→ **WORK ITEM**: Write out, from the entries below, exactly the lines that run between the lines holding "pub async fn load_nodes<P: HierarchyProvider" and "let mut child_parent_keys", inclusive, and stop there.

++++ DATA IN THIS EXERCISE ++++

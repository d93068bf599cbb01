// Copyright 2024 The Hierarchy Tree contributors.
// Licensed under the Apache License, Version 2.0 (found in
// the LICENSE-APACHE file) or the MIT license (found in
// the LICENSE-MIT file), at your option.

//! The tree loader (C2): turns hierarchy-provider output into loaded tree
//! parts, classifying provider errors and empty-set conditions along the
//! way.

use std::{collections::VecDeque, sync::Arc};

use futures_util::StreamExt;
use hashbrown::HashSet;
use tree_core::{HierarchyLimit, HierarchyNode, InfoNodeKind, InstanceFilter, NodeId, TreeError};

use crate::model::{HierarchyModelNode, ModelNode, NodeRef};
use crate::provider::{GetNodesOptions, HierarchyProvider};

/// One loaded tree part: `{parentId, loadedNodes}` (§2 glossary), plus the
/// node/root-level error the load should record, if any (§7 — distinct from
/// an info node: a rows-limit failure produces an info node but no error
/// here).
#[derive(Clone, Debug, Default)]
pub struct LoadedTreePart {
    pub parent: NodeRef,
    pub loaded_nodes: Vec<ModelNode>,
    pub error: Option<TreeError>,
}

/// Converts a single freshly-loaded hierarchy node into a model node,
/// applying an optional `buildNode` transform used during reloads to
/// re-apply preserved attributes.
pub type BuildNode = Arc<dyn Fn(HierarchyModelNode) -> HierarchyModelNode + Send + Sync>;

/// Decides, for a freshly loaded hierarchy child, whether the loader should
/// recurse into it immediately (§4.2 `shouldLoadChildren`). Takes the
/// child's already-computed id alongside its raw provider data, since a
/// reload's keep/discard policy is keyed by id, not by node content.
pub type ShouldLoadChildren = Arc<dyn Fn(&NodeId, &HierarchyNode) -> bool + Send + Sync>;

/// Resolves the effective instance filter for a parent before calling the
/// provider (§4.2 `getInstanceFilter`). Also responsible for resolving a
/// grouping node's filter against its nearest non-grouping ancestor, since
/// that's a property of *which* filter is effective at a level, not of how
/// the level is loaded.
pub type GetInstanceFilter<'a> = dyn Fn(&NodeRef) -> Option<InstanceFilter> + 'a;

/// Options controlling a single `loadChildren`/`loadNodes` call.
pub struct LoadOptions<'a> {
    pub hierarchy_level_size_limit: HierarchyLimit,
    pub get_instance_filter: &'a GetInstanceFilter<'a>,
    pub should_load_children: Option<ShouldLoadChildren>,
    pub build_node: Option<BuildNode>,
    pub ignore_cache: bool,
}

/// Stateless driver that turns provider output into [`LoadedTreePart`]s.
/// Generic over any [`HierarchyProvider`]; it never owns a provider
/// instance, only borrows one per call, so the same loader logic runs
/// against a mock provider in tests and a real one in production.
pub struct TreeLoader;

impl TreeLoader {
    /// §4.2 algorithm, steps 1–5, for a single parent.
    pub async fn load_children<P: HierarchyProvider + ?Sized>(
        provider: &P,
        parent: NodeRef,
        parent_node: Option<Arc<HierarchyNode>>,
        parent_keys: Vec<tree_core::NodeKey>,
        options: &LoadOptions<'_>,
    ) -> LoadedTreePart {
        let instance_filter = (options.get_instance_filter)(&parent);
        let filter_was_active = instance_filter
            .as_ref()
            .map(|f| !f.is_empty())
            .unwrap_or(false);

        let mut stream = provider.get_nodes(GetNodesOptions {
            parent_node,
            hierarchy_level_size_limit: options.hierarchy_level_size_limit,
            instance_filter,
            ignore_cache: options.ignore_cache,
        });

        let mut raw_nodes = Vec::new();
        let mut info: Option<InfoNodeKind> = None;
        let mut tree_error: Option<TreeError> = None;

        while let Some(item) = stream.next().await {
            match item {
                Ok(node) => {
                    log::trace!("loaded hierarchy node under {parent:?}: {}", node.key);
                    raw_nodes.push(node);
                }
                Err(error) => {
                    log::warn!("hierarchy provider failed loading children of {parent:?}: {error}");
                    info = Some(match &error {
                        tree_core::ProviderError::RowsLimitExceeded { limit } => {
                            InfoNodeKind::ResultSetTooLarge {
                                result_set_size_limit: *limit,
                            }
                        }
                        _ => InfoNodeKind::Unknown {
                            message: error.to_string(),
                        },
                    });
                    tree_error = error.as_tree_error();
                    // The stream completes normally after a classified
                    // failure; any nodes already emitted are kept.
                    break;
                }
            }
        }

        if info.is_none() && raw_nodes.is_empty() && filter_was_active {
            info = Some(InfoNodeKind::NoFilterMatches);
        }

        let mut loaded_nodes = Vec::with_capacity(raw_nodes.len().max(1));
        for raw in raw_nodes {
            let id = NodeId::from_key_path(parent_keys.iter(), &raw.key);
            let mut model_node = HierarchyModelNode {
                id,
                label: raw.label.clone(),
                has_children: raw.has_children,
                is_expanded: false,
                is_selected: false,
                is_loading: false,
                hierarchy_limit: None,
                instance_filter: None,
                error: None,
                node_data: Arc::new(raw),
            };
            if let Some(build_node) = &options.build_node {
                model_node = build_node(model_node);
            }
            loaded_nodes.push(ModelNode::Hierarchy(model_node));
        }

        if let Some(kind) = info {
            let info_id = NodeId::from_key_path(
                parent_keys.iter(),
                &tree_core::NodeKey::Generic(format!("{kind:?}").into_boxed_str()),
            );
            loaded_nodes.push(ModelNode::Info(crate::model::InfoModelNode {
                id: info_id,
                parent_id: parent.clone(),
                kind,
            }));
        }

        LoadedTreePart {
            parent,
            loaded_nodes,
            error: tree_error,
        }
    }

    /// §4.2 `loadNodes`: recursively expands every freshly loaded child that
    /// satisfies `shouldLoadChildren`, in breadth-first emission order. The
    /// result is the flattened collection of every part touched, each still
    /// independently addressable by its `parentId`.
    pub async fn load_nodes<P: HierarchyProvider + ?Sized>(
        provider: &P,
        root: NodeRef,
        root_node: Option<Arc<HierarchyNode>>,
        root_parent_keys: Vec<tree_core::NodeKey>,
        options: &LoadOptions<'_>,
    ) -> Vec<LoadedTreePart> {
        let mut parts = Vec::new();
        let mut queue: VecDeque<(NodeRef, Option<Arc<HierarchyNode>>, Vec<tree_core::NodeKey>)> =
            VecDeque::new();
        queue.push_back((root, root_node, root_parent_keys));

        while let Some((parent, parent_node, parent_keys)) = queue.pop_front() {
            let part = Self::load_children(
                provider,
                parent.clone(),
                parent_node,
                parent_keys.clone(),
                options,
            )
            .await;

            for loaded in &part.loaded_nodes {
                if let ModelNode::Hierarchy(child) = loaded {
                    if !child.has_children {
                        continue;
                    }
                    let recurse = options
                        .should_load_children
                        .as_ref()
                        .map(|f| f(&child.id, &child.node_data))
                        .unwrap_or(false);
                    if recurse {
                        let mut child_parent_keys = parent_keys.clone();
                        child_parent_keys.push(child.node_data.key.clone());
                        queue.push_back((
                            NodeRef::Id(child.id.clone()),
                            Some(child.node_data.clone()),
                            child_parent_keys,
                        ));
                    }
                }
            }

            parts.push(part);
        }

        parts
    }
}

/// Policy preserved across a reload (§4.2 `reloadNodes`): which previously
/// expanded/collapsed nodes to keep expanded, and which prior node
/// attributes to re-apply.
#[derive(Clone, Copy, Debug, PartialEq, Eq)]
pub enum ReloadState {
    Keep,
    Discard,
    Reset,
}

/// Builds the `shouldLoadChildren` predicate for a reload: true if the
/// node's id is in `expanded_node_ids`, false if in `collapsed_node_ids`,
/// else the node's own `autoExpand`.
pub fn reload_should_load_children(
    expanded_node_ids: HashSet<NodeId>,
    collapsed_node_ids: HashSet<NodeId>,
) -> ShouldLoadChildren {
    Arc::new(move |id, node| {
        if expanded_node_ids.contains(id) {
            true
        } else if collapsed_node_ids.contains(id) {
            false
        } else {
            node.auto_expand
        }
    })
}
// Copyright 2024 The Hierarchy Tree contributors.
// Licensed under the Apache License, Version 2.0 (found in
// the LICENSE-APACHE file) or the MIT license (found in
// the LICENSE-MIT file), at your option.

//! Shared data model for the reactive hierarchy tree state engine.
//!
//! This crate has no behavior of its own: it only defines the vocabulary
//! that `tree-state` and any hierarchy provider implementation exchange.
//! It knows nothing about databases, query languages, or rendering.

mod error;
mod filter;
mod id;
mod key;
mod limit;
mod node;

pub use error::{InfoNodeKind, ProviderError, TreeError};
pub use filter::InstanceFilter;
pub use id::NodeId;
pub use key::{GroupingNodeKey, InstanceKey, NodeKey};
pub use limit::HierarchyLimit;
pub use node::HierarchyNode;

++++
++++ DATA IN THIS EXERCISE ++++

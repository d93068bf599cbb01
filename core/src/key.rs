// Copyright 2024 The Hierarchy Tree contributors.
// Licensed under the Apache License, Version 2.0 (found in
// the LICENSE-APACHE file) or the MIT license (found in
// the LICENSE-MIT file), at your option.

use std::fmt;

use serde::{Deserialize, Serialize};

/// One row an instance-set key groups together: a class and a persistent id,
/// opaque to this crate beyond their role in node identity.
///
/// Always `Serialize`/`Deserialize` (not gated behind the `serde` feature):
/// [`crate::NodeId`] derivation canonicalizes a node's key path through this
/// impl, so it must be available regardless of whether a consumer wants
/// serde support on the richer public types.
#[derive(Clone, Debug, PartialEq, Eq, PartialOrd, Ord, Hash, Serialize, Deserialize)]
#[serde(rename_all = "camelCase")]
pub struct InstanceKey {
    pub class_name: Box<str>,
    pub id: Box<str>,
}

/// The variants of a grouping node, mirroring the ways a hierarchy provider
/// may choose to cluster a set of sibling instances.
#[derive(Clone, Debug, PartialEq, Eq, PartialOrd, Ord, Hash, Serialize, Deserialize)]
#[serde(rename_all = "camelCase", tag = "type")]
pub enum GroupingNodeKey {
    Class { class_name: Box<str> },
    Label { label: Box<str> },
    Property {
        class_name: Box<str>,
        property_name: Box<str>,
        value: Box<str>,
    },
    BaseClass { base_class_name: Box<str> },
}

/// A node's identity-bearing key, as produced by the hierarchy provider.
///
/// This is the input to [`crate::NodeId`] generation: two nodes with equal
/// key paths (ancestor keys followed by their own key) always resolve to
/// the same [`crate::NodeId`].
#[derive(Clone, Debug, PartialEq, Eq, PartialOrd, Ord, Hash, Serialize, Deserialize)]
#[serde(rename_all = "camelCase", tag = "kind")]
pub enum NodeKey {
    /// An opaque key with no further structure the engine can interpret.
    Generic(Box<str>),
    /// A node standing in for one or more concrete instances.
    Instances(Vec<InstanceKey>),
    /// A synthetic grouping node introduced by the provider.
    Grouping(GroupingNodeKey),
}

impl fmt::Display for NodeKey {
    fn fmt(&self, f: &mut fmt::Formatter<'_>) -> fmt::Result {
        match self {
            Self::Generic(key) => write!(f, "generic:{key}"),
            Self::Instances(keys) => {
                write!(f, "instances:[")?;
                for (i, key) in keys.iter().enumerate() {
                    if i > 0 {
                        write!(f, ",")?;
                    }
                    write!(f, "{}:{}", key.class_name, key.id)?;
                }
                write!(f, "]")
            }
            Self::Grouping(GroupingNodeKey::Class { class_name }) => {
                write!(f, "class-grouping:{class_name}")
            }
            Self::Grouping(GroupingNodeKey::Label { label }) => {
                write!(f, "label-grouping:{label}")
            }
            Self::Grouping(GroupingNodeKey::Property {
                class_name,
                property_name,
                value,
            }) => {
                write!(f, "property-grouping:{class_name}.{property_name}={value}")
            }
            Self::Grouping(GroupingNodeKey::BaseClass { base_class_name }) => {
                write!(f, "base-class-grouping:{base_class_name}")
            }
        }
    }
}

++++

→ **RESULT OF THIS EXERCISE**:
    pub async fn load_nodes<P: HierarchyProvider + ?Sized>(
        provider: &P,
        root: NodeRef,
        root_node: Option<Arc<HierarchyNode>>,
        root_parent_keys: Vec<tree_core::NodeKey>,
        options: &LoadOptions<'_>,
    ) -> Vec<LoadedTreePart> {
        let mut parts = Vec::new();
        let mut queue: VecDeque<(NodeRef, Option<Arc<HierarchyNode>>, Vec<tree_core::NodeKey>)> =
            VecDeque::new();
        queue.push_back((root, root_node, root_parent_keys));

        while let Some((parent, parent_node, parent_keys)) = queue.pop_front() {
            let part = Self::load_children(
                provider,
                parent.clone(),
                parent_node,
                parent_keys.clone(),
                options,
            )
            .await;

            for loaded in &part.loaded_nodes {
                if let ModelNode::Hierarchy(child) = loaded {
                    if !child.has_children {
                        continue;
                    }
                    let recurse = options
                        .should_load_children
                        .as_ref()
                        .map(|f| f(&child.id, &child.node_data))
                        .unwrap_or(false);
                    if recurse {
                        let mut child_parent_keys = parent_keys.clone();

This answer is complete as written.